For simplicity consider a uniform grid in which the \(n+1\) grid points are evenly distributed. Therefore the coordinates of the grid points are:

\[ x_i = i \Delta x, \; \; 0\leq i \leq n\]

with the endpoints of the grid located respectively at \(x_0\) and \(x_n\).

We will refer to the continuous variable defined in \([x_0,x_n]\) by \(x\), and to its discrete representation by \(x_i\). \(x_i\) is called a grid point or sometimes a grid node. The value of some function \(f(x)\) at the grid point \(x_i\) is then denoted as \(f_i\).

Using these notations, the approximation of a derivative through a finite-difference expression is generically given by:

(23)#\[f^{(k)}_i = \frac{1}{(\Delta x)^k}\sum_{j\in\mathcal{J}}c_j f_{i+j},\]

where \(k\) represents the order of derivative, \(\mathcal{J}\) is called the stencil - the group of points used to build the finite-difference approximation - and \(c_j\) is the finite-difference coefficient defined at the stencil point of index \(j\).

6.2. First-order derivative#

As an example of how the finite-difference approximation for a derivative of a given order can be derived, let us consider the first-order derivative of \(f(x)\). According to Taylor’s theorem, we can approximate \(f(x+\Delta x)\) as follows:

(24)#\[f(x+\Delta x)= f(x)+f'(x)\Delta x+O(\Delta x^2).\]

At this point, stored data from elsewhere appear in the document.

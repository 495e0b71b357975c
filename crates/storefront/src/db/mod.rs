//! Database operations for the storefront.
//!
//! # Schema: `shop`
//!
//! Shared with the admin binary. The storefront reads the catalog and owns
//! the shopper-facing tables:
//!
//! - `profile`, `user_password` - identities and password hashes
//! - `category`, `product` - catalog (read-only here)
//! - `cart_item`, `wishlist_item` - one row per (user, product)
//! - `address` - saved delivery addresses
//! - `orders`, `order_item` - placed orders with price snapshots
//! - `coupon` - read and usage-counted at checkout
//! - `otp_verification` - phone sign-in codes
//!
//! # Migrations
//!
//! Migrations live in `crates/storefront/migrations/` and run via:
//! ```bash
//! cargo run -p patra-cli -- migrate
//! ```

pub mod addresses;
pub mod cart;
pub mod catalog;
pub mod coupons;
pub mod orders;
pub mod otp;
pub mod profiles;
pub mod wishlist;

use std::time::Duration;

use secrecy::ExposeSecret;
use sqlx::PgPool;
use sqlx::postgres::PgPoolOptions;
use thiserror::Error;

/// Errors that can occur during repository operations.
#[derive(Debug, Error)]
pub enum RepositoryError {
    /// Database error from sqlx.
    #[error("database error: {0}")]
    Database(#[from] sqlx::Error),

    /// Data in the database is corrupted or invalid.
    #[error("data corruption: {0}")]
    DataCorruption(String),

    /// Requested entity was not found.
    #[error("not found")]
    NotFound,

    /// Constraint violation (e.g., unique email).
    #[error("constraint violation: {0}")]
    Conflict(String),
}

/// Map a unique-constraint violation to `Conflict`, everything else to `Database`.
pub(crate) fn conflict_on_unique(e: sqlx::Error, message: &str) -> RepositoryError {
    if let sqlx::Error::Database(ref db_err) = e
        && db_err.is_unique_violation()
    {
        return RepositoryError::Conflict(message.to_owned());
    }
    RepositoryError::Database(e)
}

/// Create a `PostgreSQL` connection pool with sensible defaults.
///
/// # Errors
///
/// Returns `sqlx::Error` if the connection cannot be established.
pub async fn create_pool(database_url: &secrecy::SecretString) -> Result<PgPool, sqlx::Error> {
    PgPoolOptions::new()
        .max_connections(10)
        .min_connections(2)
        .acquire_timeout(Duration::from_secs(10))
        .connect(database_url.expose_secret())
        .await
}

Expression (24) is exact and allows us to get the following expression for the first-order derivative of \(f\) at point \(x\):

(25)#\[f'(x) = \frac{f(x+\Delta x) - f(x)}{\Delta x}+O(\Delta x)\]

This expression is the usual right derivative of \(f(x)\).

To approximate (25) on the grid \(x_0, x_1,\dots, x_i,\dots x_{n-1}, x_n\), we define the following first-order accurate approximation of \(f'\) at \(x_i\):

(26)#\[f^{' \rm f}_i = \frac{f_{i+1} - f_i}{\Delta x},\;\; \hbox{forward finite difference}.\]

The stencil for this expression is given by the sequence [0, 1], where 0 stands for the point at which the derivative is evaluated, and the corresponding finite-difference coefficients are [-1, 1] (see (23)).

In the following figure we illustrate the stencil and mark in red the points involved in the computation:


Above the stencil, we display the quantity computed, and below the stencil we display the quantities involved in its computations.

It is important to highlight that the enumeration of a stencil has nothing to do with the enumeration of the grid points. The enumeration of grid points usually starts at one of the grid boundaries (\(x_0\) in our cases) and ends at another boundary. The enumeration of a stencil is characteristic of each particular approximation. The stencil point labeled \(0\) corresponds to the grid point at which the derivative is being approximated. The stencil indices then decrease to the left of this point and increase to its right. This is why in the above example the stencil is [0, 1].

In the above stencil, we use two grid points - \(x_i\) and \(x_{i+1}\) - to obtain a first-order accurate expression for the first-order derivative at \(x_i\). It is obvious that the forward finite difference formula (26) cannot be used at the right boundary node \(x_n\). In section One-sided finite differences, we discuss how the boundary nodes can be handled when the derivatives are being evaluated using finite differences.

Let us now define the backward finite-differences scheme in an identical manner. As Taylor’s theorem is valid for \(x\) in the interval \(a < x-\Delta x \le x \le x+\Delta x < b\), we can approximate \(f(x-\Delta x)\) as follows:

\[f(x-\Delta x) \approx f(x) - f'(x)\Delta x. \]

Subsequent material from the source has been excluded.